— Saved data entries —
=== Begin Enclosure ===

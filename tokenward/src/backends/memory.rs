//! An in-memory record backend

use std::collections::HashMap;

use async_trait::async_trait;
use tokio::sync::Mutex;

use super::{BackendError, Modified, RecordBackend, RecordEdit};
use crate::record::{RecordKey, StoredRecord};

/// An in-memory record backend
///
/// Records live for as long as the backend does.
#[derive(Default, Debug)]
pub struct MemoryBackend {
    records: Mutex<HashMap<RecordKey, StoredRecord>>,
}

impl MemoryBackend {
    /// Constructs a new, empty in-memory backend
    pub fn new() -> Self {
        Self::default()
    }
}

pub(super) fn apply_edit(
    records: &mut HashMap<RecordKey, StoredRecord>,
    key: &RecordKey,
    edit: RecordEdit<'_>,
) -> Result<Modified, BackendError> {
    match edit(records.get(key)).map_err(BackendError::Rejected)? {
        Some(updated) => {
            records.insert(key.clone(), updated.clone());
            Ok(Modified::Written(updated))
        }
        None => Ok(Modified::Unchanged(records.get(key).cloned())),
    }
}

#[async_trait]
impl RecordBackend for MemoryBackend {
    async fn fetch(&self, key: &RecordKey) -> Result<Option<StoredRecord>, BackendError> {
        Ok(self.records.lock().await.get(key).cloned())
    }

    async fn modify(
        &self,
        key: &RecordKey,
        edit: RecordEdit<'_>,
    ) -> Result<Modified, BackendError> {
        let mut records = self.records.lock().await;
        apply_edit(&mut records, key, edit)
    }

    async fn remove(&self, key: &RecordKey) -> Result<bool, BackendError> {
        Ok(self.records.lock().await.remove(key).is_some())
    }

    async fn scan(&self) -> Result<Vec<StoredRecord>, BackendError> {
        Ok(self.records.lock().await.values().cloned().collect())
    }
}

=== End Enclosure ===

— What is required —
Search the records above for "cloned" and copy every line that has it.

— Exercise answer —
        None => Ok(Modified::Unchanged(records.get(key).cloned())),
        Ok(self.records.lock().await.get(key).cloned())
        Ok(self.records.lock().await.values().cloned().collect())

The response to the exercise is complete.